MBJ: I absolutely love Chris Kraus’s thoughts here on our revulsion/fear of the female confession — and this would apply to how that confession works itself out in fiction, how female writers inhabit their heroes and heroines, and how readers expect these characters to feel/behave. The women in Heroines, including Zambreno, are not “exercising restraint” or “following established narratives” and this is unsettling. The mixed reaction to Heroines itself has proven that.
CC: Zambreno’s representations of the hurting/silenced woman tend toward the heteronormative, yet she doesn’t erase queer women writers. In fact, Zambreno represents queer women quite well in Heroines, with substantial discussions of Stein & Toklas, Bowles, Nin, Woolf. And I do love & agree with Michelle’s perspective of memorializing rather than romanticizing.
In Zambreno’s Paris Review interview with Christopher Higgs, she mentions that Sheila Heti thinks of Heroines as a novel. Is there a discussion to be had about this idea?
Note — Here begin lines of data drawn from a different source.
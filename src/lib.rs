#[allow(non_snake_case)]
pub mod Examples;
#[allow(non_snake_case)]
pub mod HeatEquation;
#[allow(non_snake_case)]
pub mod LaplacePoisson;
#[allow(non_snake_case)]
pub mod MolecularDynamics;
#[allow(non_snake_case)]
pub mod Utils;
pub mod cli;
pub mod heat_examples;
pub mod poisson_examples;
use simplelog::{ColorChoice, Config, LevelFilter, SimpleLogger, TermLogger, TerminalMode};

/// Installs the terminal logger, falling back to a plain stdout logger when no
/// terminal is attached. Calling it twice is harmless.
pub fn init_logger(level: LevelFilter) {
    if TermLogger::init(level, Config::default(), TerminalMode::Mixed, ColorChoice::Auto).is_err()
    {
        let _ = SimpleLogger::init(level, Config::default());
    }
}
JW: I’m fascinated by Heti and her “novel from life”. She’s given the genre — previously associated with popular “confessional” journalism — a name, as well as pushing its boundaries in How Should A Person Be. The line between fiction and non-fiction is a fine one for women, even when it’s not their intention. Whether they like it or not they are associated with the protagonists of their books. It’s something to do with the interface of appearance — that a woman is what she appears to be, that her appearance is artificially achieved and is the pinnacle of her art (one of the reasons that Zelda F the muse couldn’t simultaneously be Zelda F the writer?). We know what Rhys, what Woolf looked like: they’re all over their own book covers, seemingly characters from their own novels. New Directions’ new editions of four of Clarice Lispector’s books form a jigsaw that makes up the writer’s face! I started a project drawing women ‘semiautobiographers’ (Emily Cooke’s term http://thenewinquiry.com/essays/the-semiautobiographers/) , and thinking about how they write about appearance, here. Zambreno finds herself dressing like a few of her subjects. Why — it’s never quite defined — to absorb their experiences? She buys a particular nail varnish as a tribute to Zelda’s stay in a Swiss asylum — what a complicated, yet somehow accessible, reaction to a text! Maybe it’s about the way women are expected to access everything through some kind of commodification…
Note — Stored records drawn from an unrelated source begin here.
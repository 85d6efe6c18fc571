#[cfg(test)]
mod tests {
    use crate::LaplacePoisson::jacobi::*;
    use crate::LaplacePoisson::poisson_task::*;
    use crate::LaplacePoisson::potential::*;
    use approx::assert_relative_eq;
    use nalgebra::DMatrix;
    use tempfile::tempdir;

    fn border(field: &DMatrix<f64>) -> Vec<f64> {
        let (nrows, ncols) = field.shape();
        let mut values = Vec::new();
        for j in 0..ncols {
            values.push(field[(0, j)]);
            values.push(field[(nrows - 1, j)]);
        }
        for i in 0..nrows {
            values.push(field[(i, 0)]);
            values.push(field[(i, ncols - 1)]);
        }
        values
    }

    #[test]
    fn relative_l2_diff_values() {
        let ones = DMatrix::from_element(2, 2, 1.0);
        let twos = DMatrix::from_element(2, 2, 2.0);
        assert_relative_eq!(relative_l2_diff(&twos, &ones), 1.0);
        assert_eq!(relative_l2_diff(&ones, &ones), 0.0);

        let zeros = DMatrix::zeros(2, 2);
        assert_eq!(relative_l2_diff(&zeros, &zeros), 0.0);
        assert_eq!(relative_l2_diff(&ones, &zeros), f64::INFINITY);
    }

    #[test]
    #[cfg(debug_assertions)]
    #[should_panic(expected = "iterates differ in shape")]
    fn relative_l2_diff_needs_equal_shapes() {
        let small = DMatrix::from_element(2, 2, 1.0);
        let large = DMatrix::from_element(3, 3, 1.0);
        relative_l2_diff(&large, &small);
    }

    #[test]
    fn uniform_field_is_a_fixed_point() {
        let phi = initial_potential(10, 100.0, BoundaryProfile::Flat);
        let source = DMatrix::zeros(11, 11);
        let solution = relax(&phi, &source, 1e-8, None).unwrap();
        assert_eq!(solution.iterations, 1);
        assert_eq!(solution.residual, 0.0);
        assert_eq!(solution.field, phi);
    }

    #[test]
    fn all_zero_field_counts_as_converged() {
        let zeros = DMatrix::zeros(6, 6);
        let solution = relax(&zeros, &zeros, 1e-8, Some(10)).unwrap();
        assert_eq!(solution.iterations, 1);
        assert_eq!(solution.residual, 0.0);
        assert!(solution.field.iter().all(|v| *v == 0.0));
    }

    #[test]
    fn single_cell_with_central_charge() {
        let phi = DMatrix::zeros(3, 3);
        let source = point_charge(2, 100.0);
        let solution = relax(&phi, &source, 1e-8, Some(100)).unwrap();
        // sweep 1 leaves the all-zero iterate (norm = inf), sweep 2 is a fixed point
        assert_eq!(solution.iterations, 2);
        assert_eq!(solution.field[(1, 1)], 25.0);
        for value in border(&solution.field) {
            assert!(solution.field[(1, 1)] > value);
        }
    }

    #[test]
    fn iteration_cap_reports_non_convergence() {
        let phi = initial_potential(50, 100.0, BoundaryProfile::Flat);
        let source = point_charge(50, 100.0);
        let result = relax(&phi, &source, 0.0, Some(1000));
        match result {
            Err(LaplaceError::NotConverged {
                iterations,
                residual,
            }) => {
                assert_eq!(iterations, 1000);
                assert!(residual > 0.0);
            }
            other => panic!("expected NotConverged, got {:?}", other),
        }
    }

    #[test]
    fn converged_field_is_stable_under_one_more_sweep() {
        let target = 1e-6;
        let phi = initial_potential(10, 100.0, BoundaryProfile::Capacitor);
        let source = DMatrix::zeros(11, 11);
        let solution = relax(&phi, &source, target, None).unwrap();
        assert!(solution.residual <= target);

        let mut state = ConvergenceState::new(solution.field.clone(), &source).unwrap();
        let next = state.iterate();
        assert!((next - solution.residual).abs() < target);
    }

    #[test]
    fn capacitor_is_antisymmetric() {
        let phi = initial_potential(10, 100.0, BoundaryProfile::Capacitor);
        let source = DMatrix::zeros(11, 11);
        let solution = relax(&phi, &source, 1e-8, None).unwrap();
        let field = &solution.field;
        for i in 0..11 {
            assert!(field[(i, 5)].abs() < 1e-12);
            for j in 0..11 {
                assert_relative_eq!(field[(i, j)], -field[(i, 10 - j)], epsilon = 1e-12);
            }
        }
        // potential falls monotonically from the +V plate to the -V plate along the middle row
        for j in 0..10 {
            assert!(field[(5, j)] > field[(5, j + 1)]);
        }
    }

    #[test]
    fn border_is_never_written() {
        let phi = initial_potential(8, 100.0, BoundaryProfile::Sinusoidal);
        let source = point_charge(8, 100.0);
        let solution = relax(&phi, &source, 1e-6, None).unwrap();
        assert_eq!(border(&solution.field), border(&phi));
    }

    #[test]
    fn point_charge_solution_is_symmetric() {
        let phi = DMatrix::zeros(11, 11);
        let source = point_charge(10, 100.0);
        let solution = relax(&phi, &source, 1e-10, None).unwrap();
        let field = &solution.field;
        for i in 0..11 {
            for j in 0..11 {
                assert_relative_eq!(field[(i, j)], field[(j, i)], epsilon = 1e-9);
                assert_relative_eq!(field[(i, j)], field[(10 - i, j)], epsilon = 1e-9);
            }
        }
        let peak = field.iter().copied().fold(f64::NEG_INFINITY, f64::max);
        assert_eq!(peak, field[(5, 5)]);
    }

    #[test]
    fn invalid_inputs_are_rejected() {
        let phi = DMatrix::zeros(5, 5);
        let source = DMatrix::zeros(5, 5);
        assert!(matches!(
            relax(&phi, &DMatrix::zeros(4, 5), 1e-8, None),
            Err(LaplaceError::ShapeMismatch {
                field_shape: (5, 5),
                charge_shape: (4, 5)
            })
        ));
        assert!(matches!(
            relax(&DMatrix::zeros(2, 2), &DMatrix::zeros(2, 2), 1e-8, None),
            Err(LaplaceError::InvalidGrid(_))
        ));
        let mut bad = phi.clone();
        bad[(0, 0)] = f64::NAN;
        assert!(matches!(
            relax(&bad, &source, 1e-8, None),
            Err(LaplaceError::InvalidGrid(_))
        ));
        assert!(matches!(
            relax(&phi, &source, -1.0, None),
            Err(LaplaceError::InvalidConfiguration(_))
        ));
        assert!(matches!(
            relax(&phi, &source, 1e-8, Some(0)),
            Err(LaplaceError::InvalidConfiguration(_))
        ));
    }

    #[test]
    fn convergence_state_tracks_iterations() {
        let phi = initial_potential(4, 10.0, BoundaryProfile::Capacitor);
        let source = DMatrix::zeros(5, 5);
        let mut state = ConvergenceState::new(phi.clone(), &source).unwrap();
        assert_eq!(state.iteration(), 0);
        assert_eq!(state.norm(), f64::INFINITY);
        assert!(!state.is_converged(1.0));
        state.iterate();
        assert_eq!(state.iteration(), 1);
        assert_eq!(state.previous(), &phi);
        assert!(state.is_converged(1.0));
    }

    #[test]
    fn task_with_default_charge() {
        let config = PoissonConfig {
            N: 20,
            target: 1e-6,
            ..PoissonConfig::default()
        };
        let mut task = PoissonTask::new(config).unwrap();
        let solution = task.solve().unwrap();
        let field = &solution.field;
        // flat 100 V walls plus a positive charge lift the whole interior above 100 V
        assert!(field.iter().all(|v| *v >= 100.0));
        let peak = field.iter().copied().fold(f64::NEG_INFINITY, f64::max);
        assert_eq!(peak, field[(10, 10)]);

        let dir = tempdir().unwrap();
        let path = dir.path().join("phi.txt");
        task.save_results(&path).unwrap();
        assert!(path.exists());
    }

    #[test]
    fn task_with_painted_charges() {
        let config = PoissonConfig {
            N: 12,
            V: 0.0,
            target: 1e-6,
            ..PoissonConfig::default()
        };
        let mut painter = ChargePainter::new(config.N, config.Q);
        painter.paint(6, 3, Stroke::Positive).unwrap();
        painter.paint(6, 9, Stroke::Negative).unwrap();
        let source = painter.finish();

        let mut task = PoissonTask::new(config).unwrap();
        let solution = task.solve_with_source(&source).unwrap();
        assert!(solution.field[(6, 3)] > 0.0);
        assert!(solution.field[(6, 9)] < 0.0);
        assert_relative_eq!(solution.field[(6, 3)], -solution.field[(6, 9)], epsilon = 1e-9);
    }

    #[test]
    fn task_config_validation_and_files() {
        for config in [
            PoissonConfig { N: 1, ..PoissonConfig::default() },
            PoissonConfig { target: 0.0, ..PoissonConfig::default() },
            PoissonConfig { Q: f64::INFINITY, ..PoissonConfig::default() },
            PoissonConfig { max_iterations: Some(0), ..PoissonConfig::default() },
        ] {
            assert!(matches!(
                PoissonTask::new(config),
                Err(LaplaceError::InvalidConfiguration(_))
            ));
        }

        let dir = tempdir().unwrap();
        let path = dir.path().join("poisson.json");
        create_template(&path).unwrap();
        assert_eq!(PoissonConfig::from_file(&path).unwrap(), PoissonConfig::default());

        std::fs::write(&path, r#"{ "N": 8, "profile": "Capacitor", "max_iterations": null }"#)
            .unwrap();
        let task = PoissonTask::from_file(&path).unwrap();
        assert_eq!(task.config.N, 8);
        assert_eq!(task.config.profile, BoundaryProfile::Capacitor);
        assert_eq!(task.config.max_iterations, None);
        assert_eq!(task.config.coords().len(), 9);

        std::fs::write(&path, r#"{ "N": 1 }"#).unwrap();
        assert!(matches!(
            PoissonConfig::from_file(&path),
            Err(LaplaceError::InvalidConfiguration(_))
        ));
    }
}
Heti wrote here about the way her own (a women’s ‘semiautobiographical’) writing, is seen as narcissistic, and why this kind of ‘narcissism’ — including attention to self-image — is where art comes from.
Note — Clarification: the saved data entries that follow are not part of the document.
//! # Boundary conditions for the 2D heat equation
//!
//! Every edge of the rectangular grid is either Dirichlet (fixed temperature,
//! written once before stepping) or Neumann (zero gradient, the boundary line is
//! a copy of the adjacent interior line after every step).
//!
//! ## Grid orientation
//! | Edge | Cells | Copied from |
//! |------|-------|-------------|
//! | North | last row | row `ny - 2` |
//! | East | last column | column `nx - 2` |
//! | South | row 0 | row 1 |
//! | West | column 0 | column 1 |
//!
//! Edges are always processed in the order north, east, south, west, so corner
//! cells are owned by whichever edge comes last in that order.
//!
//! ## Usage
//! ```rust, ignore
//! let bc: BoundarySpec = "ne".parse()?;
//! bc.set_dirichlet(&mut field, 100.0);
//! bc.apply_neumann(&mut field);
//! ```
use super::explicit_2d::HeatError;
use nalgebra::DMatrix;
use serde::{Deserialize, Serialize};
use std::collections::BTreeSet;
use std::fmt;
use std::str::FromStr;

/// Edge of the rectangular grid. Variant order is the order boundaries are applied in.
#[derive(Debug, Clone, Copy, PartialEq, Eq, PartialOrd, Ord, Hash, Serialize, Deserialize)]
pub enum Edge {
    North,
    East,
    South,
    West,
}

impl Edge {
    /// All edges in application order
    pub const ALL: [Edge; 4] = [Edge::North, Edge::East, Edge::South, Edge::West];

    /// one-letter tag used in task files: 'n', 'e', 's', 'w'
    pub fn tag(&self) -> char {
        match self {
            Edge::North => 'n',
            Edge::East => 'e',
            Edge::South => 's',
            Edge::West => 'w',
        }
    }

    pub fn from_tag(tag: char) -> Option<Edge> {
        match tag.to_ascii_lowercase() {
            'n' => Some(Edge::North),
            'e' => Some(Edge::East),
            's' => Some(Edge::South),
            'w' => Some(Edge::West),
            _ => None,
        }
    }

    pub fn as_str(&self) -> &'static str {
        match self {
            Edge::North => "north",
            Edge::East => "east",
            Edge::South => "south",
            Edge::West => "west",
        }
    }
}

/// Set of edges carrying a zero-gradient (Neumann) condition. All other edges are Dirichlet.
#[derive(Debug, Clone, Default, PartialEq, Eq)]
pub struct BoundarySpec {
    neumann: BTreeSet<Edge>,
}

impl BoundarySpec {
    /// All four edges Dirichlet
    pub fn none() -> Self {
        Self::default()
    }

    /// All four edges Neumann
    pub fn all_neumann() -> Self {
        Self::from_edges(Edge::ALL)
    }

    pub fn from_edges<I: IntoIterator<Item = Edge>>(edges: I) -> Self {
        Self {
            neumann: edges.into_iter().collect(),
        }
    }

    /// Parses a compact tag string like "ne" or "swe". Whitespace is ignored, the
    /// empty string means no Neumann edges.
    pub fn parse(tags: &str) -> Result<Self, HeatError> {
        let mut neumann = BTreeSet::new();
        for c in tags.chars().filter(|c| !c.is_whitespace()) {
            let edge = Edge::from_tag(c).ok_or_else(|| {
                HeatError::InvalidConfiguration(format!(
                    "unknown boundary tag '{}' in \"{}\": expected any combination of n, s, e, w",
                    c, tags
                ))
            })?;
            neumann.insert(edge);
        }
        Ok(Self { neumann })
    }

    pub fn is_neumann(&self, edge: Edge) -> bool {
        self.neumann.contains(&edge)
    }

    pub fn is_dirichlet(&self, edge: Edge) -> bool {
        !self.is_neumann(edge)
    }

    /// Neumann edges in application order
    pub fn neumann_edges(&self) -> impl Iterator<Item = Edge> + '_ {
        self.neumann.iter().copied()
    }

    pub fn dirichlet_edges(&self) -> impl Iterator<Item = Edge> + '_ {
        Edge::ALL.into_iter().filter(|edge| self.is_dirichlet(*edge))
    }

    /// Writes `value` on every Dirichlet edge (north, east, south, west).
    pub fn set_dirichlet(&self, field: &mut DMatrix<f64>, value: f64) {
        let (ny, nx) = field.shape();
        if ny == 0 || nx == 0 {
            return;
        }
        for edge in self.dirichlet_edges() {
            match edge {
                Edge::North => field.row_mut(ny - 1).fill(value),
                Edge::East => field.column_mut(nx - 1).fill(value),
                Edge::South => field.row_mut(0).fill(value),
                Edge::West => field.column_mut(0).fill(value),
            }
        }
    }

    /// Copies the adjacent interior line onto every Neumann edge (zero gradient).
    pub fn apply_neumann(&self, field: &mut DMatrix<f64>) {
        let (ny, nx) = field.shape();
        if ny < 2 || nx < 2 {
            return;
        }
        for edge in self.neumann_edges() {
            match edge {
                Edge::North => {
                    let inner = field.row(ny - 2).clone_owned();
                    field.row_mut(ny - 1).copy_from(&inner);
                }
                Edge::East => {
                    let inner = field.column(nx - 2).clone_owned();
                    field.column_mut(nx - 1).copy_from(&inner);
                }
                Edge::South => {
                    let inner = field.row(1).clone_owned();
                    field.row_mut(0).copy_from(&inner);
                }
                Edge::West => {
                    let inner = field.column(1).clone_owned();
                    field.column_mut(0).copy_from(&inner);
                }
            }
        }
    }

    /// Compact tag string, inverse of [`BoundarySpec::parse`]
    pub fn tags(&self) -> String {
        self.neumann.iter().map(Edge::tag).collect()
    }
}

impl FromStr for BoundarySpec {
    type Err = HeatError;

    fn from_str(s: &str) -> Result<Self, Self::Err> {
        BoundarySpec::parse(s)
    }
}

impl fmt::Display for BoundarySpec {
    fn fmt(&self, f: &mut fmt::Formatter) -> fmt::Result {
        let describe = |edge: Edge| {
            let kind = if self.is_neumann(edge) {
                "Neumann"
            } else {
                "Dirichlet"
            };
            format!("{}: {}", edge.as_str(), kind)
        };
        let parts: Vec<String> = Edge::ALL.into_iter().map(describe).collect();
        write!(f, "{}", parts.join(", "))
    }
}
MBJ: Letting Heroines slide toward the novel frees it in many ways, I think — or at least, perhaps, gives readers an easier way of understanding how Zambreno herself fits into the book. I think keeping it complicated, leaving and accepting its hybrid nature is where the conversation opens up into some really exciting spaces. In the Paris Review interview with Higgs, I was interested to see Higgs’s statement that the line between memoir and criticism felt more rigid than between fiction and memoir, and that Zambreno politely disagreed. And then she goes on to say, “I think it’s really important to involve the body, the messy, undisciplined body, in our writing. I feel that’s a radical, feminist thing to do.”
It strikes me that much of the conversation that has come up around Heroines is a conversation about how women write — whether fiction, criticism, memoir, whatever — and how they should be writing. Maybe once we get rid of that “should” the conversation will fundamentally and finally change.